Syntheses, structures, in vitro cytostatic activity and antifungal activity evaluation of four diorganotin(iv) complexes based on norfloxacin and levofloxacin†
Abstract
Four organotin(IV) complexes, [(Me2Sn)4O2(C16H17FN3O3)4] (1), [Ph2Sn(C16H17FN3O3)2] (2), [(Me2Sn)4O2(C18H19FN3O4)4] (3), and [Ph2Sn(C18H19FN3O4)2] (4), have been synthesized via the reaction of R2SnO (R = Me, and Ph) with the corresponding ligands [HL1 = C16H18FN3O3, norfloxacin; and HL2 = C18H20FN3O4, levofloxacin]. The four complexes were characterized via elemental analysis, FT-IR, NMR (1H, 13C and 119Sn), as well as through single crystal X-ray diffraction analysis.

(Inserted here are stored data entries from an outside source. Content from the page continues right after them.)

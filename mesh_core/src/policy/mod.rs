//! Policy and consent gate guarding every mutating entry point.
//!
//! A request is allowed only if the account holds a granted consent record
//! for the request's category and is within its tier's rate quota. A denial
//! has no side effects: it does not consume quota and nothing downstream runs.

mod consent;
mod rate;

pub use consent::*;
pub use rate::*;

use serde::{Deserialize, Serialize};
use serde_json::Value;
use std::fmt;
use std::sync::Arc;
use tracing::{debug, info};
use world_engine::SharedClock;

use crate::config::PolicyConfig;
use crate::error::{MeshError, Result};

/// Category applied when the classifier has no label for a request.
pub const DEFAULT_CATEGORY: &str = "general";

/// Why the gate refused a request.
#[derive(Debug, Clone, Copy, PartialEq, Eq, Hash, Serialize, Deserialize)]
#[serde(rename_all = "snake_case")]
pub enum DenyReason {
    NoConsent,
    RateLimited,
    /// The request targets something another account owns.
    NotOwner,
}

impl fmt::Display for DenyReason {
    fn fmt(&self, f: &mut fmt::Formatter<'_>) -> fmt::Result {
        match self {
            DenyReason::NoConsent => f.write_str("no consent recorded for this category"),
            DenyReason::RateLimited => f.write_str("rate limit exceeded for this window"),
            DenyReason::NotOwner => f.write_str("owned by another account"),
        }
    }
}

/// Outcome of a policy check.
#[derive(Debug, Clone, Copy, PartialEq, Eq, Serialize, Deserialize)]
#[serde(tag = "decision", content = "reason", rename_all = "snake_case")]
pub enum Decision {
    Allow,
    Deny(DenyReason),
}

impl Decision {
    pub fn is_allowed(&self) -> bool {
        matches!(self, Decision::Allow)
    }

    pub fn into_result(self) -> Result<()> {
        match self {
            Decision::Allow => Ok(()),
            Decision::Deny(reason) => Err(MeshError::PolicyDenied(reason)),
        }
    }
}

/// Opaque labeler for requests that arrive without a category.
pub trait RequestClassifier: Send + Sync {
    /// Category label for the request kind, if the classifier knows one.
    fn classify(&self, request_kind: &str, payload: &Value) -> Option<String>;
}

/// Classifier that labels nothing, so every request lands in [`DEFAULT_CATEGORY`].
#[derive(Debug, Clone, Copy, Default)]
pub struct Unclassified;

impl RequestClassifier for Unclassified {
    fn classify(&self, _request_kind: &str, _payload: &Value) -> Option<String> {
        None
    }
}

/// Consent, tier and rate state behind one check.
pub struct PolicyGate {
    consents: ConsentLedger,
    accounts: AccountDirectory,
    limiter: RateLimiter,
    classifier: Arc<dyn RequestClassifier>,
    clock: SharedClock,
}

impl PolicyGate {
    pub fn new(config: PolicyConfig, clock: SharedClock) -> Self {
        Self {
            consents: ConsentLedger::new(),
            accounts: AccountDirectory::default(),
            limiter: RateLimiter::new(config),
            classifier: Arc::new(Unclassified),
            clock,
        }
    }

    pub fn with_classifier(mut self, classifier: Arc<dyn RequestClassifier>) -> Self {
        self.classifier = classifier;
        self
    }

    /// Authorize one request in `category` for `account`.
    pub fn check(&self, account: &AccountId, category: &str) -> Decision {
        let consented = self
            .consents
            .latest(account, category)
            .is_some_and(|record| record.granted);
        if !consented {
            info!(account = %account, category, "policy denied: no consent");
            return Decision::Deny(DenyReason::NoConsent);
        }

        let tier = self.accounts.tier(account);
        if !self.limiter.try_acquire(account, tier, self.clock.now()) {
            info!(account = %account, category, %tier, "policy denied: rate limited");
            return Decision::Deny(DenyReason::RateLimited);
        }

        debug!(account = %account, category, "policy allowed");
        Decision::Allow
    }

    /// Resolve a category through the classifier, then check it.
    pub fn check_request(&self, account: &AccountId, request_kind: &str, payload: &Value) -> Decision {
        let category = self.classify(request_kind, payload);
        self.check(account, &category)
    }

    pub fn classify(&self, request_kind: &str, payload: &Value) -> String {
        self.classifier
            .classify(request_kind, payload)
            .unwrap_or_else(|| DEFAULT_CATEGORY.to_string())
    }

    /// Append a consent record stamped with the current time.
    pub fn record_consent(
        &self,
        account: AccountId,
        consent_type: impl Into<String>,
        granted: bool,
        details: Value,
    ) -> ConsentRecord {
        let record = ConsentRecord {
            account_id: account,
            consent_type: consent_type.into(),
            granted,
            timestamp: self.clock.now(),
            details,
        };
        info!(
            account = %record.account_id,
            consent_type = %record.consent_type,
            granted,
            "consent recorded"
        );
        self.consents.append(record.clone());
        record
    }

    pub fn has_consent(&self, account: &AccountId, consent_type: &str) -> bool {
        self.consents
            .latest(account, consent_type)
            .is_some_and(|record| record.granted)
    }

    pub fn consent(&self, account: &AccountId, consent_type: &str) -> Option<ConsentRecord> {
        self.consents.latest(account, consent_type)
    }

    pub fn consent_history(&self, account: &AccountId) -> Vec<ConsentRecord> {
        self.consents.history(account)
    }

    pub fn set_tier(&self, account: AccountId, tier: Tier) {
        info!(account = %account, %tier, "account tier set");
        self.accounts.set_tier(account, tier);
    }

    pub fn tier(&self, account: &AccountId) -> Tier {
        self.accounts.tier(account)
    }

    pub fn rate_window(&self, account: &AccountId) -> Option<RateWindow> {
        self.limiter.window(account)
    }
}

Crystal structure results disclosed that complexes 1 and 3 represent tetranuclear tin monomers, which exist as a ladder-like structure containing a tetraorganodistannoxane unit and four deprotonated ligands. Complexes 2 and 4 represented mononuclear tin monomers. Further C–H⋯F non-covalent intermolecular contacts form 1D chain structures for complex 1. The C–H⋯N and N–H⋯O intermolecular contacts construct 2D planar supramolecular structures for complex 2. The C–H⋯O intermolecular contacts form 2D planar supramolecular structures and 1D chain structures for complexes 3 and 4, respectively. Furthermore, complexes 1–4 were evaluated for their in vitro cytostatic activity against the human cervical carcinoma (HeLa) cell line, the human hepatocellular carcinoma (HepG-2) cell line and normal human colon cells (NCM460). The results indicated that complexes 2 and 4 displayed a high in vitro cytostatic activity. Meanwhile, four phytopathogenic fungi were used in antifungal activity screening for complexes 2 and 4. The study confirmed that complexes 2 and 4 exhibited good antifungal activity. Furthermore, morphological and ultrastructural studies were carried out on the fungi affected by complex 2, and the results indicated that complex 2 may act on the vacuoles of cells and ultimately lead to cell death.